第19回ILO米州地域会議

第19回ILO米州地域会議:仕事の過去、現在、未来が交錯

記者発表 | 2018/09/28
第19回米州地域会議(於チリのサンティアゴ)

 ILOでは、アジア太平洋、米州、アフリカ、欧州の順で、原則として年に1つずつ、4年に一度の間隔で地域会議が開催されています。米州地域のILO加盟国35カ国から政府、使用者、労働者の代表計約400人が出席して、来る10月2~5日にパナマ市で開かれる第19回米州地域会議は、ILOと中南米の長い歴史における新たな一章の幕開けと言えます。2019年のILO創立100周年に合わせ、会議の主なテーマの一つは仕事の未来とそれが地域にもたらす課題です。

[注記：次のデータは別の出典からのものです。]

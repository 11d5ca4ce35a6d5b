mod commands;
mod ops;
mod reports;

use clap::Parser;
use eyre::Result;

use crate::commands::Cli;

fn main() -> Result<()> {
    color_eyre::install()?;
    env_logger::init();

    Cli::parse().run()
}
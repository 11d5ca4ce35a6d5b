//! Tables operation - list what the schema source can see.

use eyre::Result;
use tabula_manifest::{Engine, Manifest};
use tabula_schema::{MySqlDialect, PostgresDialect, SchemaDialect};

use crate::{ops::generate::open_source, reports::TablesReport};

/// Execute the tables operation.
pub fn tables(manifest: &Manifest, show_query: bool) -> Result<TablesReport> {
    let mut source = open_source(manifest)?;
    let tables = source.table_names()?;
    let catalog_query = show_query.then(|| dialect_for(manifest.project.engine).tables_query());

    Ok(TablesReport {
        project: manifest.project.name.clone(),
        engine: manifest.project.engine.to_string(),
        tables,
        catalog_query,
    })
}

fn dialect_for(engine: Engine) -> Box<dyn SchemaDialect> {
    match engine {
        Engine::Mysql => Box::new(MySqlDialect),
        Engine::Postgres => Box::new(PostgresDialect),
    }
}
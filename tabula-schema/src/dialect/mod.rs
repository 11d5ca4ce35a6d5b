//! Engine catalog dialects.
//!
//! A dialect carries no connection. It builds the catalog queries a driver
//! runs and decodes the positional text rows the driver returns, so a live
//! driver integration stays a thin shell around a [`SchemaSource`]
//! implementation.
//!
//! [`SchemaSource`]: crate::SchemaSource

mod mysql;
mod postgres;

pub use mysql::MySqlDialect;
pub use postgres::PostgresDialect;
use tabula_core::ColumnInfo;

use crate::{Result, SchemaError};

/// A database engine's catalog dialect.
pub trait SchemaDialect {
    /// Engine identifier (e.g., "mysql", "postgres")
    fn engine(&self) -> &'static str;

    /// Query listing the table names visible to the connection.
    fn tables_query(&self) -> String;

    /// Query listing column metadata for `table`, in declaration order.
    ///
    /// Table names are interpolated directly; callers validate them as
    /// plain identifiers before getting here.
    fn columns_query(&self, table: &str) -> String;

    /// Decode one row of the columns query into [`ColumnInfo`].
    fn decode_column(&self, table: &str, row: &[Option<String>]) -> Result<ColumnInfo>;
}

/// Required text cell at `index`, or a malformed-row error naming `field`.
fn required<'a>(
    table: &str,
    row: &'a [Option<String>],
    index: usize,
    field: &str,
) -> Result<&'a str> {
    row.get(index)
        .and_then(|cell| cell.as_deref())
        .ok_or_else(|| SchemaError::malformed_row(table, format!("missing '{}' cell", field)))
}

/// Optional text cell at `index`; absent and NULL both map to `None`.
fn optional(row: &[Option<String>], index: usize) -> Option<String> {
    row.get(index).and_then(|cell| cell.clone())
}
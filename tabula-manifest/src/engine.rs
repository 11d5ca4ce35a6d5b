use std::{fmt, str::FromStr};

use serde::Deserialize;

/// Database engine a project targets.
///
/// Each engine has its own catalog dialect in `tabula-schema`; the manifest
/// only records which one to use.
#[derive(Debug, Clone, Copy, PartialEq, Eq, Deserialize)]
#[serde(rename_all = "lowercase")]
pub enum Engine {
    Mysql,
    Postgres,
}

impl Engine {
    pub fn as_str(&self) -> &'static str {
        match self {
            Self::Mysql => "mysql",
            Self::Postgres => "postgres",
        }
    }
}

impl fmt::Display for Engine {
    fn fmt(&self, f: &mut fmt::Formatter<'_>) -> fmt::Result {
        f.write_str(self.as_str())
    }
}

impl FromStr for Engine {
    type Err = String;

    fn from_str(s: &str) -> Result<Self, Self::Err> {
        match s {
            "mysql" => Ok(Self::Mysql),
            "postgres" => Ok(Self::Postgres),
            _ => Err(format!(
                "unknown engine '{}', expected 'mysql' or 'postgres'",
                s
            )),
        }
    }
}

#[cfg(test)]
mod tests {
    use super::*;

    #[test]
    fn test_from_str() {
        assert_eq!("mysql".parse::<Engine>().unwrap(), Engine::Mysql);
        assert_eq!("postgres".parse::<Engine>().unwrap(), Engine::Postgres);
        assert!("oracle".parse::<Engine>().is_err());
    }

    #[test]
    fn test_display_round_trip() {
        for engine in [Engine::Mysql, Engine::Postgres] {
            assert_eq!(engine.to_string().parse::<Engine>().unwrap(), engine);
        }
    }
}
use std::{fmt, str::FromStr};

/// Marker scanned for in generated artifact headers.
const VERSION_TAG: &str = "@version ";

/// Minor step applied on each regeneration.
const MINOR_STEP: u32 = 10;

/// A `major.minor` version tag embedded in generated artifact headers.
///
/// The minor component is always rendered zero-padded to two digits
/// (`1.00`, `1.10`, `2.05`). External tooling parses this exact pattern to
/// track regeneration history.
#[derive(Debug, Clone, Copy, PartialEq, Eq)]
pub struct Version {
    major: u32,
    minor: u32,
}

impl Version {
    /// Tag assigned to a freshly generated artifact.
    pub const INITIAL: Self = Self { major: 1, minor: 0 };

    pub fn new(major: u32, minor: u32) -> Self {
        Self { major, minor }
    }

    pub fn major(&self) -> u32 {
        self.major
    }

    pub fn minor(&self) -> u32 {
        self.minor
    }

    /// Extract the version tag from existing artifact text.
    ///
    /// A missing or unparseable tag is not an error; regeneration starts
    /// over from [`Version::INITIAL`].
    pub fn from_artifact(text: &str) -> Self {
        text.lines()
            .find_map(|line| {
                let (_, rest) = line.split_once(VERSION_TAG)?;
                rest.split_whitespace().next()?.parse().ok()
            })
            .unwrap_or(Self::INITIAL)
    }

    /// The tag for the next regeneration.
    ///
    /// Steps the minor component by 10. Past `.90` the major component
    /// rolls forward and minor resets, so the tag never needs a third
    /// digit (`2.90` -> `3.00`).
    pub fn next(self) -> Self {
        let minor = self.minor + MINOR_STEP;
        if minor > 99 {
            Self {
                major: self.major + 1,
                minor: 0,
            }
        } else {
            Self {
                major: self.major,
                minor,
            }
        }
    }
}

impl fmt::Display for Version {
    fn fmt(&self, f: &mut fmt::Formatter<'_>) -> fmt::Result {
        write!(f, "{}.{:02}", self.major, self.minor)
    }
}

impl FromStr for Version {
    type Err = String;

    fn from_str(s: &str) -> Result<Self, Self::Err> {
        let (major, minor) = s
            .split_once('.')
            .ok_or_else(|| format!("invalid version '{}', expected 'X.YY'", s))?;
        Ok(Self {
            major: major.parse().map_err(|_| "invalid major")?,
            minor: minor.parse().map_err(|_| "invalid minor")?,
        })
    }
}

#[cfg(test)]
mod tests {
    use super::*;

    #[test]
    fn test_display_pads_minor() {
        assert_eq!(Version::INITIAL.to_string(), "1.00");
        assert_eq!(Version::new(1, 10).to_string(), "1.10");
        assert_eq!(Version::new(2, 5).to_string(), "2.05");
    }

    #[test]
    fn test_from_str() {
        assert_eq!("1.00".parse::<Version>().unwrap(), Version::new(1, 0));
        assert_eq!("2.40".parse::<Version>().unwrap(), Version::new(2, 40));
        assert!("1".parse::<Version>().is_err());
        assert!("a.b".parse::<Version>().is_err());
        assert!("".parse::<Version>().is_err());
    }

    #[test]
    fn test_next_sequence() {
        let v = Version::INITIAL;
        let v = v.next();
        assert_eq!(v.to_string(), "1.10");
        let v = v.next();
        assert_eq!(v.to_string(), "1.20");
        let v = v.next();
        assert_eq!(v.to_string(), "1.30");
    }

    #[test]
    fn test_next_rolls_major_past_ninety() {
        assert_eq!(Version::new(2, 90).next(), Version::new(3, 0));
        assert_eq!(Version::new(2, 99).next(), Version::new(3, 0));
    }

    #[test]
    fn test_from_artifact() {
        let text = "<?php\n/**\n * @version 2.40\n */\n";
        assert_eq!(Version::from_artifact(text), Version::new(2, 40));
    }

    #[test]
    fn test_from_artifact_missing_tag() {
        assert_eq!(Version::from_artifact(""), Version::INITIAL);
        assert_eq!(Version::from_artifact("<?php\nclass Foo {}\n"), Version::INITIAL);
    }

    #[test]
    fn test_from_artifact_unparseable_tag() {
        let text = "/* @version not-a-number */";
        assert_eq!(Version::from_artifact(text), Version::INITIAL);
    }
}
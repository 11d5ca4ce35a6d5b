//! Schema metadata sources for the tabula class generator.
//!
//! The generation pipeline consumes table metadata through the
//! [`SchemaSource`] trait. Engine specifics live in [`SchemaDialect`]
//! implementations, which build catalog queries and decode the rows a
//! driver returns; the shipped sources ([`JsonSource`], [`MemorySource`])
//! cover offline dumps and tests.

mod dialect;
mod error;
mod json;
mod source;

pub use dialect::{MySqlDialect, PostgresDialect, SchemaDialect};
pub use error::{Result, SchemaError};
pub use json::JsonSource;
pub use source::{MemorySource, SchemaSource};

 会議の討議資料として準備された事務局長報告は「この地域では未来に関する議論においては、過去から引きずってきている構造的な問題も考慮に入れなくてはならない」と記して、地域会議における過去と未来の接合に光を当てています。

 19回を数える米州地域会議ですが、ILOの歴史上初めての地域会議も米州で開かれました。1936年に19カ国から104人の代表・顧問の出席を得てチリのサンティアゴにおいて国会で開かれた第1回米州会議にはチリ大統領も出席して開会の辞を述べました。

 第一次世界大戦後の1919年にILOが創設された時の創設メンバーには中南米諸国が16カ国含まれています。1925年6月30日から9月7日までアルベール・トーマILO初代事務局長は長大な南米視察を行い、ブラジル、ウルグアイ、アルゼンチン、チリを訪れました。1925年のILOの定期刊行物『International labour review(国際労働評論)』誌に掲載された論文は、「これらの国の政府と世論に直接触れること」への事務局長の関心を明らかにしています。これには当時まで1本の条約も批准していなかった南米諸国から最初の批准を獲得したいとの事務局長の思惑もあったように思われます。

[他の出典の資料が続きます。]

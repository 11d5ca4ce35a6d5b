//! Core types and utilities for the tabula class generator.
//!
//! This crate provides the schema data model, identifier transforms, and
//! version tracking shared across the tabula workspace.

mod file;
mod naming;
mod types;
mod version;

// Artifact storage
pub use file::{ArtifactStore, BACKUP_DIR, DiskStore, backup_path};
// Identifier transforms
pub use naming::{strip_table_prefix, to_camel_case, to_pascal_case};
// Schema data model
pub use types::{ColumnInfo, ColumnKey, GenerationMode, TableInfo};
pub use version::Version;
//! Batch result data structures.

use std::path::PathBuf;

/// Outcome of processing one table.
#[derive(Debug, Clone, Copy, PartialEq, Eq)]
pub enum Outcome {
    /// Artifact written (fresh or regenerated).
    Generated,
    /// Nothing written; typically a failed backup left the existing
    /// artifact untouched.
    Skipped,
    /// Schema fetch or artifact write failed.
    Failed,
}

/// Per-table generation record.
#[derive(Debug)]
pub struct GenerationResult {
    pub table: String,
    pub outcome: Outcome,
    /// Written artifact path, when one was produced.
    pub path: Option<PathBuf>,
    /// Backup path, when Save mode archived a prior artifact.
    pub backup: Option<PathBuf>,
    pub error: Option<String>,
}

/// Aggregated result of one batch invocation.
///
/// Created once per batch, reported, then discarded.
#[derive(Debug, Default)]
pub struct BatchSummary {
    pub generated: usize,
    pub skipped: usize,
    pub backed_up: usize,
    pub failed: usize,
    /// Per-table error strings, in batch order.
    pub errors: Vec<String>,
    /// Written artifact paths, in batch order.
    pub written: Vec<PathBuf>,
    /// Per-table records, in batch order.
    pub results: Vec<GenerationResult>,
}

impl BatchSummary {
    pub fn record(&mut self, result: GenerationResult) {
        match result.outcome {
            Outcome::Generated => self.generated += 1,
            Outcome::Skipped => self.skipped += 1,
            Outcome::Failed => self.failed += 1,
        }
        if result.backup.is_some() {
            self.backed_up += 1;
        }
        if let Some(path) = &result.path {
            self.written.push(path.clone());
        }
        if let Some(error) = &result.error {
            self.errors.push(format!("{}: {}", result.table, error));
        }
        self.results.push(result);
    }

    /// Number of tables processed.
    pub fn total(&self) -> usize {
        self.results.len()
    }
}
//! Core operations.
//!
//! This module contains the business logic for tabula commands,
//! separated from CLI argument parsing and output rendering.

pub mod check;
pub mod generate;
pub mod tables;

pub use check::check;
pub use generate::{GenerateOptions, generate};
pub use tables::tables;
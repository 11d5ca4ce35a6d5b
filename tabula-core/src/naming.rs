//! Identifier transforms applied to database names.

/// Convert a database identifier to PascalCase (e.g., "user_name" -> "UserName")
pub fn to_pascal_case(s: &str) -> String {
    s.split('_')
        .map(|part| {
            let mut chars = part.chars();
            match chars.next() {
                None => String::new(),
                Some(c) => c.to_uppercase().chain(chars).collect(),
            }
        })
        .collect()
}

/// Convert a database identifier to camelCase (e.g., "user_name" -> "userName")
pub fn to_camel_case(s: &str) -> String {
    let pascal = to_pascal_case(s);
    let mut chars = pascal.chars();
    match chars.next() {
        None => String::new(),
        Some(c) => c.to_lowercase().chain(chars).collect(),
    }
}

/// Strip a single leading prefix segment from a table name
/// (e.g., "rv_users" -> "users").
///
/// Removes the first run of non-underscore characters together with the
/// underscore that follows it. Only one segment is stripped, so multi-part
/// prefixes ("app_rv_users") lose their first segment only. Generated class
/// names depend on this behavior; do not widen it.
pub fn strip_table_prefix(name: &str) -> &str {
    match name.split_once('_') {
        Some((prefix, rest)) if !prefix.is_empty() => rest,
        _ => name,
    }
}
//! Check operation - validate the manifest and schema dump.

use tabula_manifest::Manifest;
use tabula_schema::{JsonSource, SchemaSource};

use crate::reports::CheckReport;

/// Execute the check operation.
///
/// The manifest itself already parsed and validated by the time we get
/// here; this checks the schema dump it points at.
pub fn check(manifest: &Manifest) -> CheckReport {
    let mut report = CheckReport {
        project: manifest.project.name.clone(),
        engine: manifest.project.engine.to_string(),
        table_count: None,
        problems: Vec::new(),
        warnings: Vec::new(),
    };

    let Some(dump) = &manifest.schema.dump else {
        report
            .warnings
            .push("no schema dump configured; generate will have nothing to read".to_string());
        return report;
    };

    let mut source = match JsonSource::from_file(dump) {
        Ok(source) => source,
        Err(e) => {
            report.problems.push(e.to_string());
            return report;
        }
    };

    match source.table_names() {
        Ok(names) => {
            report.table_count = Some(names.len());
            for requested in &manifest.schema.tables {
                if !names.contains(requested) {
                    report
                        .warnings
                        .push(format!("table '{}' is not in the schema dump", requested));
                }
            }
        }
        Err(e) => report.problems.push(e.to_string()),
    }

    report
}

#[cfg(test)]
mod tests {
    use std::fs;

    use tempfile::TempDir;

    use super::*;

    fn manifest(toml: &str) -> Manifest {
        toml.parse().unwrap()
    }

    #[test]
    fn test_check_without_dump_warns() {
        let report = check(&manifest(
            r#"
            [project]
            name = "crm"
            engine = "mysql"
            "#,
        ));
        assert!(report.ok());
        assert_eq!(report.warnings.len(), 1);
        assert!(report.table_count.is_none());
    }

    #[test]
    fn test_check_with_missing_dump_reports_problem() {
        let report = check(&manifest(
            r#"
            [project]
            name = "crm"
            engine = "mysql"

            [schema]
            dump = "/nonexistent/schema.json"
            "#,
        ));
        assert!(!report.ok());
        assert_eq!(report.problems.len(), 1);
    }

    #[test]
    fn test_check_flags_tables_missing_from_dump() {
        let temp = TempDir::new().unwrap();
        let dump = temp.path().join("schema.json");
        fs::write(&dump, r#"[{ "name": "rv_users", "columns": [] }]"#).unwrap();

        let report = check(&manifest(&format!(
            r#"
            [project]
            name = "crm"
            engine = "mysql"

            [schema]
            dump = "{}"
            tables = ["rv_users", "rv_orders"]
            "#,
            dump.display()
        )));

        assert!(report.ok());
        assert_eq!(report.table_count, Some(1));
        assert_eq!(report.warnings.len(), 1);
        assert!(report.warnings[0].contains("rv_orders"));
    }
}
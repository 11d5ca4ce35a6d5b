use std::{fs, path::PathBuf, str::FromStr};

use clap::Args;
use dialoguer::{Confirm, theme::ColorfulTheme};
use eyre::{Context, Result, eyre};
use tabula_manifest::Engine;

#[derive(Args)]
pub struct InitCommand {
    /// Project name (defaults to the current directory name)
    pub name: Option<String>,

    /// Database engine (mysql or postgres)
    #[arg(short, long, default_value = "mysql")]
    pub engine: String,

    /// Where to write the manifest
    #[arg(short, long, default_value = "tabula.toml")]
    pub path: PathBuf,
}

impl InitCommand {
    pub fn run(&self) -> Result<()> {
        let engine = Engine::from_str(&self.engine).map_err(|e| eyre!(e))?;
        let name = match &self.name {
            Some(name) => name.clone(),
            None => current_dir_name()?,
        };

        if self.path.exists() {
            let overwrite = Confirm::with_theme(&ColorfulTheme::default())
                .with_prompt(format!(
                    "{} already exists. Overwrite?",
                    self.path.display()
                ))
                .default(false)
                .interact()
                .wrap_err("Failed to read confirmation")?;
            if !overwrite {
                println!("Aborted.");
                return Ok(());
            }
        }

        fs::write(&self.path, starter_manifest(&name, engine))
            .wrap_err_with(|| format!("Failed to write {}", self.path.display()))?;

        println!("Created {}", self.path.display());
        println!("Next: export a schema dump to schema.json, then run 'tabula generate'.");
        Ok(())
    }
}

fn current_dir_name() -> Result<String> {
    let cwd = std::env::current_dir().wrap_err("Failed to get current directory")?;
    cwd.file_name()
        .and_then(|n| n.to_str())
        .map(str::to_string)
        .ok_or_else(|| eyre!("Current directory has no valid name"))
}

fn starter_manifest(name: &str, engine: Engine) -> String {
    format!(
        r#"[project]
name = "{}"
engine = "{}"
output = "generated"
mode = "save"

[schema]
dump = "schema.json"
# tables = ["rv_users"]
"#,
        name, engine
    )
}

#[cfg(test)]
mod tests {
    use super::*;

    #[test]
    fn test_starter_manifest_parses() {
        let content = starter_manifest("crm", Engine::Mysql);
        let manifest: tabula_manifest::Manifest = content.parse().unwrap();
        assert_eq!(manifest.project.name, "crm");
        assert_eq!(manifest.project.engine, Engine::Mysql);
        assert_eq!(manifest.schema.dump, Some(PathBuf::from("schema.json")));
    }
}
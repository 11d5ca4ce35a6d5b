use serde::{Deserialize, Serialize};

/// Key role of a column, as reported by the database catalog.
#[derive(Debug, Clone, Copy, Default, PartialEq, Eq, Serialize, Deserialize)]
#[serde(rename_all = "lowercase")]
pub enum ColumnKey {
    /// Part of the primary key.
    Primary,
    /// First column of a unique index.
    Unique,
    /// First column of a non-unique index.
    Multiple,
    /// Not indexed.
    #[default]
    None,
}

impl ColumnKey {
    /// Parse the letter code used by MySQL's `SHOW COLUMNS` output.
    pub fn from_catalog(code: &str) -> Self {
        match code {
            "PRI" => Self::Primary,
            "UNI" => Self::Unique,
            "MUL" => Self::Multiple,
            _ => Self::None,
        }
    }

    pub fn as_str(&self) -> &'static str {
        match self {
            Self::Primary => "PRIMARY",
            Self::Unique => "UNIQUE",
            Self::Multiple => "MULTIPLE",
            Self::None => "NONE",
        }
    }
}

/// Metadata for a single column. Immutable once fetched from the catalog.
#[derive(Debug, Clone, PartialEq, Eq, Serialize, Deserialize)]
pub struct ColumnInfo {
    pub name: String,
    /// Raw database type string, e.g. `varchar(255)`.
    #[serde(rename = "type")]
    pub ty: String,
    pub nullable: bool,
    #[serde(default)]
    pub key: ColumnKey,
    #[serde(default)]
    pub default: Option<String>,
    /// Extra catalog attribute, e.g. `auto_increment`.
    #[serde(default)]
    pub extra: String,
}

impl ColumnInfo {
    pub fn is_auto_increment(&self) -> bool {
        self.extra.to_ascii_lowercase().contains("auto_increment")
    }
}

/// A table and its columns in declaration order.
///
/// Column order is significant: it dictates field declaration order, the
/// generated mapping table, and primary-key selection (first `Primary`
/// column wins).
#[derive(Debug, Clone, PartialEq, Eq, Serialize, Deserialize)]
pub struct TableInfo {
    pub name: String,
    pub columns: Vec<ColumnInfo>,
}

impl TableInfo {
    pub fn new(name: impl Into<String>, columns: Vec<ColumnInfo>) -> Self {
        Self {
            name: name.into(),
            columns,
        }
    }

    /// First column flagged as primary key, if any.
    pub fn primary_key(&self) -> Option<&ColumnInfo> {
        self.columns.iter().find(|c| c.key == ColumnKey::Primary)
    }
}

/// How to treat an artifact that already exists on disk.
#[derive(Debug, Clone, Copy, PartialEq, Eq, Serialize, Deserialize)]
#[serde(rename_all = "lowercase")]
pub enum GenerationMode {
    /// Archive the existing artifact into `backup/` before overwriting.
    Save,
    /// Overwrite in place, no backup.
    Overwrite,
}

impl GenerationMode {
    pub fn as_str(&self) -> &'static str {
        match self {
            Self::Save => "save",
            Self::Overwrite => "overwrite",
        }
    }
}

 1936年に開かれた最初の地域会議は米州諸国との関係強化を意図したものでした。会議の報告書によれば、「これらの国が特別の貢献を行い得る事項あるいは特別に関心のある問題について話し合う」場の形成を目的としていました。サンティアゴ会議で採択された決議の実施のためにとられた行動に関する報告書は、地域会議が「米州の社会問題事情を確定する助けになった」点を強調しています。地域会議では20本以上の決議が採択されました。そのうち最も重要なのは社会保障や女性の労働条件、児童労働に関するもので、他に、雇用条件や労働法制、生活・採用条件、農村労働、移民、栄養、先住民の状況に関するものも採択されました。

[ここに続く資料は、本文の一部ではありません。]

use tabula_core::{ColumnInfo, ColumnKey};

use super::{SchemaDialect, optional, required};
use crate::Result;

/// PostgreSQL catalog dialect.
///
/// Columns come from `information_schema`, joined against key usage so the
/// row shape lines up with what MySQL reports:
/// `column_name, data_type, is_nullable, constraint_type, column_default`.
#[derive(Debug, Clone, Copy, Default)]
pub struct PostgresDialect;

impl SchemaDialect for PostgresDialect {
    fn engine(&self) -> &'static str {
        "postgres"
    }

    fn tables_query(&self) -> String {
        "SELECT table_name FROM information_schema.tables \
         WHERE table_schema = 'public' ORDER BY table_name"
            .to_string()
    }

    fn columns_query(&self, table: &str) -> String {
        format!(
            "SELECT c.column_name, c.data_type, c.is_nullable, \
                    COALESCE(tc.constraint_type, ''), c.column_default \
             FROM information_schema.columns c \
             LEFT JOIN information_schema.key_column_usage kcu \
               ON kcu.table_name = c.table_name AND kcu.column_name = c.column_name \
             LEFT JOIN information_schema.table_constraints tc \
               ON tc.constraint_name = kcu.constraint_name \
             WHERE c.table_name = '{}' \
             ORDER BY c.ordinal_position",
            table
        )
    }

    fn decode_column(&self, table: &str, row: &[Option<String>]) -> Result<ColumnInfo> {
        let name = required(table, row, 0, "column_name")?.to_string();
        let ty = required(table, row, 1, "data_type")?.to_string();
        let nullable = required(table, row, 2, "is_nullable")?.eq_ignore_ascii_case("YES");
        let key = match optional(row, 3).as_deref() {
            Some("PRIMARY KEY") => ColumnKey::Primary,
            Some("UNIQUE") => ColumnKey::Unique,
            _ => ColumnKey::None,
        };
        let default = optional(row, 4);

        // Serial and identity columns carry a nextval() default; normalize
        // them to the auto-increment marker the assembler understands.
        let (default, extra) = match default {
            Some(expr) if expr.contains("nextval(") => (None, "auto_increment".to_string()),
            other => (other, String::new()),
        };

        Ok(ColumnInfo {
            name,
            ty,
            nullable,
            key,
            default,
            extra,
        })
    }
}
//! Offline schema dump source.
//!
//! A dump is a JSON array of tables, typically produced by a one-off
//! export script against the live database:
//!
//! ```json
//! [
//!   {
//!     "name": "rv_users",
//!     "columns": [
//!       { "name": "id", "type": "int(11)", "nullable": false,
//!         "key": "primary", "extra": "auto_increment" }
//!     ]
//!   }
//! ]
//! ```

use std::path::Path;

use log::debug;
use tabula_core::TableInfo;

use crate::{Result, SchemaError, SchemaSource};

/// [`SchemaSource`] backed by a JSON schema dump file.
#[derive(Debug)]
pub struct JsonSource {
    tables: Vec<TableInfo>,
}

impl JsonSource {
    /// Load a dump from disk.
    pub fn from_file(path: impl AsRef<Path>) -> Result<Self> {
        let path = path.as_ref();
        let content = std::fs::read_to_string(path).map_err(|e| SchemaError::DumpUnreadable {
            path: path.to_path_buf(),
            source: e,
        })?;
        let source = Self::from_json(&content).map_err(|e| SchemaError::DumpInvalid {
            path: path.to_path_buf(),
            source: e,
        })?;
        debug!(
            "loaded {} tables from dump {}",
            source.tables.len(),
            path.display()
        );
        Ok(source)
    }

    /// Parse a dump from a JSON string.
    pub fn from_json(content: &str) -> std::result::Result<Self, serde_json::Error> {
        let tables: Vec<TableInfo> = serde_json::from_str(content)?;
        Ok(Self { tables })
    }
}

impl SchemaSource for JsonSource {
    fn table_names(&mut self) -> Result<Vec<String>> {
        Ok(self.tables.iter().map(|t| t.name.clone()).collect())
    }

    fn fetch_table(&mut self, table: &str) -> Result<TableInfo> {
        self.tables
            .iter()
            .find(|t| t.name == table)
            .cloned()
            .ok_or_else(|| SchemaError::table_unavailable(table, "not present in schema dump"))
    }
}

 1936年の『Monthly labour review(月刊労働評論)』誌に掲載された米国労働省の文書は、当時のハロルド・バトラーILO事務局長が閉会の辞で「ここで私たちが達成した成功は、これを最後の米州会議とすべきではないことを要請する最善の指標であるべき」として、「米州会議に類似した会議をもっと開くべき」と述べたことを伝えています。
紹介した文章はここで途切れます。